Il gioco dei

Ho cominciato a seguire i “Pacchi” da quando mi capitò di sentire una collega cantare distrattamente “Viva viva Sant’Eusebio, protettore dell’anima mia”, come un famoso tormentone di qualche edizione precedente. La scena fu raccapricciante ma mi indusse a cercare di capire cosa ci fosse a livello comunicazionale in questo programma di così perversamente affascinante e capace di fare presa sulla gente. Non l’ho ancora ben compreso anche se il puzzle comincia a comporsi davanti ai miei occhi ogni giorno di più.

Anzitutto la gente ha voglia di partecipare, di battere le mani a qualcosa di non meglio precisato purché essa non sia troppo impegnativa e ripetitiva quanto basta per spegnere il cervello e ipnotizzarsi. Per molti l’appuntamento serale con la “piazzetta italietta a premi” costituisce lo svago quotidiano, la balera virtuale da frequentare in pantofole e senza bisogno di mettere le scarpe verniciate. I gusti si sono trasformati e non c’è più bisogno di divertirsi; basta, anzi forse è anche meno faticoso, guardare gli altri fare rumore e intonare “i Vatussi” e “l’Alligalli” che tanto manco si deve fare lo sforzo di ricordarseli, presi da un’apatia collettiva che ci porta a bere i bibitoni che ci vendono in tv. Generalmente il pubblico vede ma non guarda questo tipo di trasmissioni, cogliendone solo quanto di vacuo, flebile e agreste (nel senso di tradizionale e folk) ci sia nella solita sempreverde battuta che fa ridere “nonna Maria” da più di mezzo secolo.

C’è un qualunquismo quasi grillino anche nei concorrenti, i quali si sentono genericamente protagonisti: sanno di entrare nel focolare domestico dalla porta principale (cioè dalla televisione) e non vedono l’ora di raccontarsi presi da un fuoco comunicativo senza precedenti che li spinge a partecipare, non si sa bene a cosa e nemmeno come, ma l’importante è partecipare, dire.

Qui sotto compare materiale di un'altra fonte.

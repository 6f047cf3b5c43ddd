// Copyright (c) 2026 100monkeys.ai
// SPDX-License-Identifier: AGPL-3.0
//! # Tunnelled Connection Pool
//!
//! Builds the `deadpool` pool the engine owns. The pool's manager has exactly
//! one way to open a connection: dial the instance through the configured
//! [`Dialer`] and run the Postgres handshake over that stream with
//! `connect_raw`. No connection can bypass the secure tunnel.
//!
//! With IAM authentication the connection descriptor carries no password at
//! all; the tunnel authenticates the session with a token instead.

use std::ops::{Deref, DerefMut};
use std::sync::Arc;

use deadpool::managed::{self, BuildError, Metrics, RecycleError, RecycleResult};
use deadpool::Runtime;
use thiserror::Error;
use tokio::task::JoinHandle;
use tokio_postgres::{Client, NoTls};
use tracing::{debug, info, warn};

use crate::domain::config::ConnectionSettings;
use crate::domain::dialer::{DialTarget, Dialer, InstanceUri};
use crate::domain::identity::ResolvedIdentity;

pub type Pool = managed::Pool<TunnelManager>;
pub type PooledConnection = managed::Object<TunnelManager>;

#[derive(Debug, Error)]
pub enum ConnectionError {
    #[error("failed to initialize connection: {0}")]
    DialerInit(String),

    #[error("failed to parse connection config: {0}")]
    ParseConfig(#[source] tokio_postgres::Error),

    #[error("unable to create connection pool: {0}")]
    PoolBuild(#[source] BuildError),
}

/// Failure opening or reusing a single pooled connection.
#[derive(Debug, Error)]
pub enum ConnectError {
    #[error("failed to dial instance through secure tunnel: {0}")]
    Dial(#[source] std::io::Error),

    #[error("postgres handshake failed: {0}")]
    Handshake(#[source] tokio_postgres::Error),

    #[error("connection closed by server")]
    Closed,
}

/// A client plus the task driving its connection.
pub struct TunnelConnection {
    client: Client,
    driver: JoinHandle<()>,
}

impl Deref for TunnelConnection {
    type Target = Client;

    fn deref(&self) -> &Client {
        &self.client
    }
}

impl DerefMut for TunnelConnection {
    fn deref_mut(&mut self) -> &mut Client {
        &mut self.client
    }
}

impl Drop for TunnelConnection {
    fn drop(&mut self) {
        self.driver.abort();
    }
}

pub struct TunnelManager {
    pg_config: tokio_postgres::Config,
    dialer: Arc<dyn Dialer>,
    target: DialTarget,
}

impl TunnelManager {
    pub fn new(pg_config: tokio_postgres::Config, dialer: Arc<dyn Dialer>, target: DialTarget) -> Self {
        Self { pg_config, dialer, target }
    }

    pub fn target(&self) -> &DialTarget {
        &self.target
    }
}

impl managed::Manager for TunnelManager {
    type Type = TunnelConnection;
    type Error = ConnectError;

    async fn create(&self) -> Result<TunnelConnection, ConnectError> {
        debug!(
            instance = %self.target.instance_uri,
            ip_type = %self.target.ip_type,
            "dialing instance through secure tunnel"
        );
        let stream = self.dialer.dial(&self.target).await.map_err(ConnectError::Dial)?;

        let (client, connection) = self
            .pg_config
            .connect_raw(stream, NoTls)
            .await
            .map_err(ConnectError::Handshake)?;

        let instance = self.target.instance_uri.clone();
        let driver = tokio::spawn(async move {
            if let Err(e) = connection.await {
                warn!(%instance, error = %e, "connection driver terminated");
            }
        });

        Ok(TunnelConnection { client, driver })
    }

    async fn recycle(&self, conn: &mut TunnelConnection, _: &Metrics) -> RecycleResult<ConnectError> {
        if conn.client.is_closed() {
            return Err(RecycleError::Backend(ConnectError::Closed));
        }
        Ok(())
    }
}

/// key=value connection descriptor. The password key is left out entirely
/// for IAM authentication.
pub fn connection_descriptor(identity: &ResolvedIdentity, password: &str, database: &str) -> String {
    if identity.iam_auth {
        format!(
            "user={} dbname={} sslmode=disable",
            quote_value(&identity.user),
            quote_value(database)
        )
    } else {
        format!(
            "user={} password={} dbname={} sslmode=disable",
            quote_value(&identity.user),
            quote_value(password),
            quote_value(database)
        )
    }
}

fn quote_value(value: &str) -> String {
    let needs_quotes = value.is_empty()
        || value
            .chars()
            .any(|c| c.is_whitespace() || c == '\'' || c == '\\' || c == '=');
    if !needs_quotes {
        return value.to_string();
    }
    let escaped = value.replace('\\', "\\\\").replace('\'', "\\'");
    format!("'{escaped}'")
}

/// Build a pool for `connection` authenticated as `identity`. `password` is
/// only used for built-in authentication.
///
/// The pool is lazy: no connection is opened until the first checkout.
pub fn create_pool(
    connection: &ConnectionSettings,
    identity: &ResolvedIdentity,
    password: &str,
    dialer: Option<Arc<dyn Dialer>>,
) -> Result<Pool, ConnectionError> {
    let dialer = dialer
        .ok_or_else(|| ConnectionError::DialerInit("no secure-tunnel dialer configured".to_string()))?;

    let pg_config: tokio_postgres::Config = connection_descriptor(identity, password, &connection.database)
        .parse()
        .map_err(ConnectionError::ParseConfig)?;

    let target = DialTarget {
        instance_uri: InstanceUri::from(&connection.instance),
        ip_type: connection.ip_type,
        iam_auth: identity.iam_auth,
    };

    info!(
        instance = %target.instance_uri,
        ip_type = %target.ip_type,
        iam_auth = target.iam_auth,
        user = %identity.user,
        "creating connection pool"
    );

    let settings = &connection.pool;
    managed::Pool::builder(TunnelManager::new(pg_config, dialer, target))
        .max_size(settings.max_size)
        .wait_timeout(Some(settings.wait_timeout()))
        .create_timeout(Some(settings.create_timeout()))
        .recycle_timeout(Some(settings.recycle_timeout()))
        .runtime(Runtime::Tokio1)
        .build()
        .map_err(ConnectionError::PoolBuild)
}

#[cfg(test)]
mod tests {
    use super::*;
    use crate::domain::config::{InstanceCoordinates, IpType, PoolSettings};
    use crate::domain::dialer::TunnelStream;
    use async_trait::async_trait;
    use deadpool::managed::PoolError;
    use std::io;
    use std::sync::atomic::{AtomicUsize, Ordering};
    use std::sync::Mutex;

    #[derive(Default)]
    struct RecordingDialer {
        calls: AtomicUsize,
        targets: Mutex<Vec<DialTarget>>,
    }

    #[async_trait]
    impl Dialer for RecordingDialer {
        async fn dial(&self, target: &DialTarget) -> io::Result<TunnelStream> {
            self.calls.fetch_add(1, Ordering::SeqCst);
            self.targets.lock().unwrap().push(target.clone());
            Err(io::Error::new(io::ErrorKind::ConnectionRefused, "tunnel unavailable"))
        }
    }

    fn built_in(user: &str) -> ResolvedIdentity {
        ResolvedIdentity { user: user.to_string(), iam_auth: false }
    }

    fn iam(user: &str) -> ResolvedIdentity {
        ResolvedIdentity { user: user.to_string(), iam_auth: true }
    }

    #[test]
    fn descriptor_with_password() {
        assert_eq!(
            connection_descriptor(&built_in("alice"), "pw", "db"),
            "user=alice password=pw dbname=db sslmode=disable"
        );
    }

    #[test]
    fn iam_descriptor_omits_password() {
        let descriptor = connection_descriptor(&iam("sa@project.iam"), "ignored", "db");
        assert_eq!(descriptor, "user=sa@project.iam dbname=db sslmode=disable");
        assert!(!descriptor.contains("password"));
    }

    #[test]
    fn descriptor_values_are_quoted_when_needed() {
        let descriptor = connection_descriptor(&built_in("alice"), "it's a secret", "db");
        let parsed: tokio_postgres::Config = descriptor.parse().unwrap();
        assert_eq!(parsed.get_password(), Some("it's a secret".as_bytes()));
        assert_eq!(parsed.get_user(), Some("alice"));
        assert_eq!(parsed.get_dbname(), Some("db"));
    }

    #[tokio::test]
    async fn missing_dialer_is_an_initialization_error() {
        let err = create_pool(&ConnectionSettings::default(), &built_in("a"), "b", None)
            .err()
            .unwrap();
        assert!(matches!(err, ConnectionError::DialerInit(_)));
        assert!(err.to_string().starts_with("failed to initialize connection"));
    }

    #[tokio::test]
    async fn every_checkout_dials_through_the_tunnel() {
        let dialer = Arc::new(RecordingDialer::default());
        let connection = ConnectionSettings {
            instance: InstanceCoordinates::new("p", "r", "c", "i"),
            ip_type: IpType::Private,
            ..Default::default()
        };

        let pool = create_pool(&connection, &iam("sa@p.iam"), "", Some(dialer.clone() as Arc<dyn Dialer>)).unwrap();
        assert_eq!(dialer.calls.load(Ordering::SeqCst), 0, "pool must be lazy");
        assert_eq!(pool.manager().target().instance_uri.as_str(), "projects/p/locations/r/clusters/c/instances/i");

        for attempt in 1..=2 {
            let err = pool.get().await.err().expect("dial must fail");
            assert!(matches!(err, PoolError::Backend(ConnectError::Dial(_))));
            assert_eq!(dialer.calls.load(Ordering::SeqCst), attempt);
        }

        let targets = dialer.targets.lock().unwrap();
        assert!(targets.iter().all(|t| {
            t.instance_uri.as_str() == "projects/p/locations/r/clusters/c/instances/i"
                && t.ip_type == IpType::Private
                && t.iam_auth
        }));
    }

    #[tokio::test]
    async fn pool_uses_configured_limits() {
        let connection = ConnectionSettings {
            pool: PoolSettings { max_size: 3, ..Default::default() },
            ..Default::default()
        };
        let dialer: Arc<dyn Dialer> = Arc::new(RecordingDialer::default());

        let pool = create_pool(&connection, &built_in("a"), "b", Some(dialer)).unwrap();
        assert_eq!(pool.status().max_size, 3);
        assert!(!pool.manager().target().iam_auth);
        assert_eq!(pool.manager().target().ip_type, IpType::Public);
    }
}
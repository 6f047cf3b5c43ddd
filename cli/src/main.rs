// Copyright (c) 2026 100monkeys.ai
// SPDX-License-Identifier: AGPL-3.0

//! AlloyDB engine CLI
//!
//! Checks connectivity to an AlloyDB instance and provisions the tables
//! used by vector store and chat history clients.
//!
//! # Usage
//!
//! ```bash
//! alloydb-engine ping
//! alloydb-engine init-vectorstore --table documents --vector-size 768
//! alloydb-engine init-chat-history --table messages
//! alloydb-engine config show --paths
//! ```

use anyhow::{Context, Result};
use clap::Parser;
use colored::Colorize;
use tracing::debug;

use alloydb_engine::args::{Cli, Commands};
use alloydb_engine::commands;

#[tokio::main]
async fn main() -> Result<()> {
    // .env is read before parsing so env-backed flags see it
    let dotenv = dotenvy::dotenv().ok();

    let cli = Cli::parse();

    init_logging(&cli.log_level)?;
    if let Some(path) = dotenv {
        debug!("Loaded environment from {:?}", path);
    }

    match cli.command {
        Some(Commands::Ping) => commands::database::ping(cli.config).await,
        Some(Commands::InitVectorstore { command }) => {
            commands::table::init_vectorstore(command, cli.config).await
        }
        Some(Commands::InitChatHistory { command }) => {
            commands::table::init_chat_history(command, cli.config).await
        }
        Some(Commands::Config { command }) => {
            commands::config::handle_command(command, cli.config).await
        }
        None => {
            println!("{}", "No command given. Run with --help for usage.".yellow());
            Ok(())
        }
    }
}

fn init_logging(level: &str) -> Result<()> {
    let filter = tracing_subscriber::EnvFilter::try_from_default_env()
        .or_else(|_| tracing_subscriber::EnvFilter::try_new(level))
        .context("Failed to create log filter")?;

    tracing_subscriber::fmt()
        .with_env_filter(filter)
        .with_target(false)
        .with_thread_ids(false)
        .with_file(false)
        .with_line_number(false)
        .compact()
        .init();

    Ok(())
}
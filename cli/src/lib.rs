// Copyright (c) 2026 100monkeys.ai
// SPDX-License-Identifier: AGPL-3.0
//! AlloyDB engine CLI library - exposes testable components
//!
//! # Architecture
//!
//! - **Layer:** Interface / Presentation Layer
//! - **Purpose:** Argument parsing and command handlers for the `alloydb-engine` binary

pub mod args;
pub mod commands;
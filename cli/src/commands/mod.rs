// Copyright (c) 2026 100monkeys.ai
// SPDX-License-Identifier: AGPL-3.0

//! Command implementations for the AlloyDB engine CLI

pub mod config;
pub mod database;
pub mod table;

pub use self::config::ConfigCommand;
pub use self::table::{InitChatHistoryCommand, InitVectorstoreCommand};

use anyhow::{Context, Result};
use std::path::PathBuf;

use alloydb_engine_core::{EngineConfigBuilder, EngineSettings, PostgresEngine};

/// Load settings and open an engine. The pool is lazy; nothing is dialed yet.
pub(crate) async fn open_engine(config_override: Option<PathBuf>) -> Result<PostgresEngine> {
    let settings =
        EngineSettings::load_or_default(config_override).context("Failed to load settings")?;
    settings.validate().context("Settings validation failed")?;

    let engine = PostgresEngine::new(EngineConfigBuilder::from_settings(&settings).build())
        .await
        .context("Failed to create engine")?;
    Ok(engine)
}
// Copyright (c) 2026 100monkeys.ai
// SPDX-License-Identifier: AGPL-3.0

//! Connectivity check

use anyhow::Result;
use colored::Colorize;
use std::path::PathBuf;
use std::time::Instant;
use tracing::info;

pub async fn ping(config_override: Option<PathBuf>) -> Result<()> {
    let mut engine = super::open_engine(config_override).await?;

    let started = Instant::now();
    let result = engine.ping().await;
    engine.close();
    result?;

    let elapsed = started.elapsed();
    info!(elapsed_ms = elapsed.as_millis() as u64, "ping succeeded");
    println!(
        "{}",
        format!("✓ Database reachable ({} ms)", elapsed.as_millis()).green()
    );
    Ok(())
}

Non ricordo nei giochi a premi di Mike o di Corrado tanta partecipazione emotiva da parte dei concorrenti, né tantomeno ho memoria di ricorsi massivi a quello che convenzionalmente chiameremo il “pappone emozionale”.

Il pappone emozionale è quella parte della trasmissione sempre uguale a se stessa in cui il valente concorrente si commuove sempre alla stessa maniera e sempre per le stesse cose: il messaggio di “in bocca al lupo” della famiglia o il momento finale della sofferta scelta se tenere il pacco o accettare l’offerta del “dottore”. Ma perché il perfetto concorrente quando mandano in onda il video delle persone care tira giù sempre i lacrimoni? Si appresta per caso a raggiungere il fronte?

Si tratta del classico pianto automatico che si abbina bene alla “famigghia”, a “mammà” che tanti sacrifici ha fatto, al nonno che ha fatto la guerra e all’umile papà, poverino, che si spezzava la schiena nei campi per portare un tozzo di pane alla prole tanto bella e affezionata in perfetto stile Mario Merola per intenderci. E arriviamo al tanto atteso finale, musica struggente di sottofondo e il concorrente sempre pronto a mettere le disgrazie in piazza: sono disoccupato e i soldi mi farebbero comodo. Pianto collettivo; ho i figli tanto talentuosi a scuola e non mi posso permettere l’istruzione adeguata: 3, 2, 1 lacrima; sarebbe bello poter fare un presente a quella santa donna della mia signora che tanti sacrifici ha fatto nella vita: commozione; se vincessi il superpremio potrei convolare a giuste nozze e comprare il nostro nido d’amore: che carino! Singhiozzo.

Predicozzo finale del bravo presentatore nazionalpopolare, proverbio popolare e via, fine della trasmissione e del concorrente alle cui sfighe abbiamo partecipato. Non ne ricordiamo nemmeno la faccia, perché adesso inizia il telegiornale e ci trasformiamo tutti in politologi. Cazzi vostri in onda insomma, abuso di luoghi comuni, eccesso di sentimentalismi plastificati con l’aggravante dei futili motivi e la convinzione che la vita sia quella e che infondo “è col quiz che ti danno i milioni, evviva le televisioni!”.